▶ **Aim of the exercise**: Lines from the start of the data through the line containing "use crate::application::session::TrainingSession;" must be given again exactly. Leave the others out.

▶ **Entries provided**:
// ============================================================
// Layer 1 — CLI / Presentation Layer
// ============================================================
// Parses arguments with clap, opens the directory store and
// routes each subcommand to a Layer 2 use case. Nothing here
// computes; it only wires and prints.

pub mod commands;

use std::path::PathBuf;
use std::sync::Arc;
use std::time::Duration;

use anyhow::{Context, Result};
use clap::Parser;
use commands::{ChatArgs, Commands, GenerateArgs, MetricsArgs, TrainArgs};

use crate::application::files_use_case::FilesUseCase;
use crate::application::generate_use_case::GenerateUseCase;
use crate::application::session::TrainingSession;
use crate::application::train_use_case::{TrainConfig, TrainUseCase};
use crate::domain::model_record::ModelStatus;
use crate::domain::traits::{MetricSink, ModelStore};
use crate::infra::directory_store::DirectoryStore;

/// How often `train` polls the status snapshot.
const STATUS_POLL: Duration = Duration::from_millis(500);

#[derive(Parser, Debug)]
#[command(
    name = "charnn",
    version = "0.1.0",
    about = "Train a character-level LSTM + attention model on text files, then sample from it."
)]
pub struct Cli {
    /// Directory holding files, models and metrics (overrides the config file)
    #[arg(long, global = true)]
    pub store_dir: Option<PathBuf>,

    /// JSON file with training and generation settings
    #[arg(long, global = true)]
    pub config: Option<PathBuf>,

    #[command(subcommand)]
    pub command: Commands,
}

impl TryFrom<&Cli> for TrainConfig {
    type Error = anyhow::Error;

    fn try_from(cli: &Cli) -> Result<Self> {
        let mut config = match &cli.config {
            Some(path) => TrainConfig::load(path)?,
            None       => TrainConfig::default(),
        };
        if let Some(dir) = &cli.store_dir {
            config.store_dir = dir.display().to_string();
        }
        Ok(config)
    }
}

impl Cli {
    pub fn run(self) -> Result<()> {
        let mut config = TrainConfig::try_from(&self)?;
        let store = Arc::new(DirectoryStore::open(&config.store_dir)?);
        let session = TrainingSession::new();

        match &self.command {
            Commands::AddFile(args) => {
                let files = FilesUseCase::new(session, store);
                let id = files.add_path(&args.path)?;
                println!("Stored '{}' as file {}", args.path.display(), id);
            }
            Commands::Files => {
                let files = FilesUseCase::new(session, store);
                for f in files.list()? {
                    println!("{:>5}  {:<32} {}", f.id, f.filename, f.uploaded_at);
                }
            }
            Commands::RemoveFile(args) => {
                let files = FilesUseCase::new(session, store);
                if files.remove(args.id)? {
                    println!("Removed file {}", args.id);
                } else {
                    println!("No file with id {}", args.id);
                }
            }
            Commands::Train(args) => {
                args.apply(&mut config);
                run_train(config, session, store, args)?;
            }
            Commands::Generate(args) => run_generate(config, session, store, args)?,
            Commands::Chat(args)     => run_chat(config, session, store, args)?,
            Commands::Status         => run_status(store.as_ref())?,
            Commands::Metrics(args)  => run_metrics(store.as_ref(), args)?,
        }
        Ok(())
    }
}

/// Start training in the background and print each completed epoch.
fn run_train(
    config:  TrainConfig,
    session: TrainingSession,
    store:   Arc<DirectoryStore>,
    args:    &TrainArgs,
) -> Result<()> {
    let use_case = TrainUseCase::new(
        config,
        session.clone(),
        store.clone(),
        store.clone(),
        store,
    );
    let handle = use_case.start(args.into())?;
    tracing::info!("Training model {}", handle.model_id);

    let mut last_epoch = 0;
    while !handle.is_finished() {
        std::thread::sleep(STATUS_POLL);
        let status = session.status();
        if status.current_epoch != last_epoch {
            last_epoch = status.current_epoch;
            println!(
                "epoch {}/{}  loss {:.4}",
                status.current_epoch, status.total_epochs, status.loss
            );
        }
    }

    let model_id = handle.model_id;
    let record = handle
        .wait()
        .with_context(|| format!("training of model {model_id} failed"))?;
    println!(
        "Model {} ready after {} epochs (loss {:.4}, accuracy {:.4})",
        record.id,
        record.current_epoch,
        record.last_loss.unwrap_or(f64::NAN),
        record.accuracy.unwrap_or(f64::NAN),
    );
    Ok(())
}

fn run_generate(
    config:  TrainConfig,
    session: TrainingSession,
    store:   Arc<DirectoryStore>,
    args:    &GenerateArgs,
) -> Result<()> {
    let use_case = GenerateUseCase::new(config, session, store.clone());
    use_case.restore_latest(store.as_ref())?;
    let text = use_case.generate(&args.seed, args.length, args.temperature)?;
    println!("{}{}", args.seed, text);
    Ok(())
}

fn run_chat(
    config:  TrainConfig,
    session: TrainingSession,
    store:   Arc<DirectoryStore>,
    args:    &ChatArgs,
) -> Result<()> {
    let use_case = GenerateUseCase::new(config, session, store.clone());
    use_case.restore_latest(store.as_ref())?;
    println!("{}", use_case.reply(&args.message, args.temperature)?);
    Ok(())
}

fn run_status(models: &dyn ModelStore) -> Result<()> {
    let models = models.list_models()?;
    if models.is_empty() {
        println!("No models yet");
    }
    for m in models {
        let loss = m.last_loss.map(|l| format!("{l:.4}")).unwrap_or_else(|| "-".into());
        let acc = m.accuracy.map(|a| format!("{a:.4}")).unwrap_or_else(|| "-".into());
        println!(
            "{:>5}  {:<20} {:<8} epoch {}/{}  loss {}  acc {}",
            m.id, m.name, m.status.to_string(), m.current_epoch, m.total_epochs, loss, acc
        );
        if m.status == ModelStatus::Failed {
            if let Some(reason) = &m.failure_reason {
                println!("       reason: {reason}");
            }
        }
    }
    Ok(())
}

fn run_metrics(store: &DirectoryStore, args: &MetricsArgs) -> Result<()> {
    let model_id = match args.model_id {
        Some(id) => id,
        None => match store.list_models()?.first() {
            Some(m) => m.id,
            None    => {
                println!("No models yet");
                return Ok(());
            }
        },
    };
    println!("epoch,loss,accuracy,timestamp");
    for m in store.metrics_for(model_id)? {
        println!("{},{:.6},{:.6},{}", m.epoch, m.loss, m.accuracy, m.timestamp);
    }
    Ok(())
}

▶ **Response to this exercise**:
// ============================================================
// Layer 1 — CLI / Presentation Layer
// ============================================================
// Parses arguments with clap, opens the directory store and
// routes each subcommand to a Layer 2 use case. Nothing here
// computes; it only wires and prints.

pub mod commands;

use std::path::PathBuf;
use std::sync::Arc;
use std::time::Duration;

use anyhow::{Context, Result};
use clap::Parser;
use commands::{ChatArgs, Commands, GenerateArgs, MetricsArgs, TrainArgs};

use crate::application::files_use_case::FilesUseCase;
use crate::application::generate_use_case::GenerateUseCase;
use crate::application::session::TrainingSession;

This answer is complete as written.